2.2. General Procedure
A total of 48 sessions, with 1 to 4 sessions a day, consisting of between 3 and 12 trials with a duration of 10 to 20 min each were carried out for 474 days. The experiment was performed by two trainers, one for the demonstrator and one for the subject. The study took place in a pool with a volume of 3582 m
3 and an area of 800 m
2 (the same used in previous cognitive studies (see
Figure 1 and, e.g., Abramson et al. [
30])). The pool was equipped with a floating pontoon, measuring 2 m by 3 m, where the trainers stayed and from which they could call the subjects. This pontoon was attached to the wall of the pool and the subjects were rewarded with food or a whistle signal for correct responses. Trials were not rewarded and were repeated in case of error or partial reproductions, with a limit of four test trials of the same action in a row. The reinforcement of the demonstrator was not dependent on the subject’s response.

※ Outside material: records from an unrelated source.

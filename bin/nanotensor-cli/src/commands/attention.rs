// Copyright (c) 2025 Dimitris Kafetzis
//
// Licensed under the MIT License.
// See LICENSE file in the project root for full license information.
//
// SPDX-License-Identifier: MIT

//! `nanotensor attention` command: one scaled dot-product attention pass.

use std::time::Instant;

use anyhow::Context;
use nanotensor::{scaled_dot_product_attention, Tensor};

use super::{print_banner, print_tensor_stats, Workload};
use crate::config::DemoConfig;

pub fn execute(config: &DemoConfig) -> anyhow::Result<()> {
    print_banner("nanotensor · Attention");
    let workload = Workload::seeded(config)?;
    let output = run(&workload)?;

    let (mean, min, max) = summarize(&output);
    println!("  Mean {mean:>10.6}   Min {min:>10.6}   Max {max:>10.6}");
    Ok(())
}

/// Runs attention on the workload, prints timing and shapes, and returns the output.
pub(crate) fn run(workload: &Workload) -> anyhow::Result<Tensor> {
    let (seq, dim) = workload
        .q
        .shape()
        .as_matrix()
        .context("workload tensors must be 2-D")?;
    println!("  Sequence length: {seq} | Embedding dim: {dim}");
    println!();

    let mut output = Tensor::zeros(workload.q.shape().clone())?;

    let start = Instant::now();
    scaled_dot_product_attention(
        &workload.q.view(),
        &workload.k.view(),
        &workload.v.view(),
        &mut output,
    )
    .context("attention failed")?;
    let elapsed = start.elapsed();

    tracing::info!(?elapsed, "attention complete");
    println!(
        "  [CPU] Scaled dot-product attention: {:.3} ms",
        elapsed.as_secs_f64() * 1e3,
    );
    print_tensor_stats("Output", &output);
    Ok(output)
}

/// Returns `(mean, min, max)` over every element.
pub(crate) fn summarize(tensor: &Tensor) -> (f32, f32, f32) {
    let data = tensor.data();
    let sum: f64 = data.iter().map(|&x| f64::from(x)).sum();
    let mean = (sum / data.len().max(1) as f64) as f32;
    let min = data.iter().copied().fold(f32::INFINITY, f32::min);
    let max = data.iter().copied().fold(f32::NEG_INFINITY, f32::max);
    (mean, min, max)
}

#[cfg(test)]
mod tests {
    use super::*;
    use nanotensor::Shape;

    #[test]
    fn test_run_produces_matching_shape() {
        let config = DemoConfig {
            seq_len: 5,
            embed_dim: 4,
            ..DemoConfig::default()
        };
        let workload = Workload::seeded(&config).unwrap();
        let out = run(&workload).unwrap();
        assert_eq!(out.shape(), &Shape::matrix(5, 4));

        // Outputs are convex combinations of values drawn from [-1, 1).
        let (_, min, max) = summarize(&out);
        assert!(min >= -1.0 - 1e-5 && max <= 1.0 + 1e-5);
    }

    #[test]
    fn test_summarize() {
        let t = Tensor::from_f32(Shape::vector(4), &[1.0, -2.0, 3.0, 2.0]).unwrap();
        assert_eq!(summarize(&t), (1.0, -2.0, 3.0));
    }
}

The study was divided into three phases: (1) training (Phase 1): The subject was trained to respond to the “copy” command given by the subject’s trainer. This was achieved using a unique hand gesture that involved touching the open palm of the left hand with the right hand; (2) testing familiar behaviors (Phase 2): The subject’s ability to generalize the “copy” command to other behaviors demonstrated by the other beluga whale (the demonstrator) was tested; and (3) testing novel behaviors (Phase 3): the ability to copy behaviors unfamiliar to the subject (behaviors that had not been exposed to him before nor had he observed them performed previously) was tested.
Table 1 shows the complete list of behaviors and their description and
Table 2 shows the behaviors that were used in each of the phases and percentage of copied actions, categorized as follows: (a) Behaviors that were familiar and used during the subject’s training to respond to the trainer’s copy command (Phase 1) and during testing sessions (Phase 2) when the subject had already learned to mimic the demonstrator’s actions; (b) Behaviors that were familiar and used exclusively during testing sessions (Phases 2 and 3) and not during the initial training sessions (Phase 1); and (c) Behaviors that were novel (Phase 3), taught to the demonstrator and unfamiliar to the subject. All the familiar behaviors examined in this study were not part of the Beluga’s natural repertoire but were behaviors the subjects were trained to perform with standard operant conditioning procedures for the purpose of veterinary examinations and exercise behaviors. Novel behaviors were taught only to the demonstrator, Yulka, for the specific purpose of this study. They were trained in a separate pool from the observer, making it impossible for him to observe any part of the training of the demonstrator.
All the behaviors chosen were intransitive not-object-oriented actions. Each session was recorded on video by a camera located above or at the side of the tank, capturing the complete view of the two whale–trainer pairs and the entire aquarium area where the subjects performed their behaviors.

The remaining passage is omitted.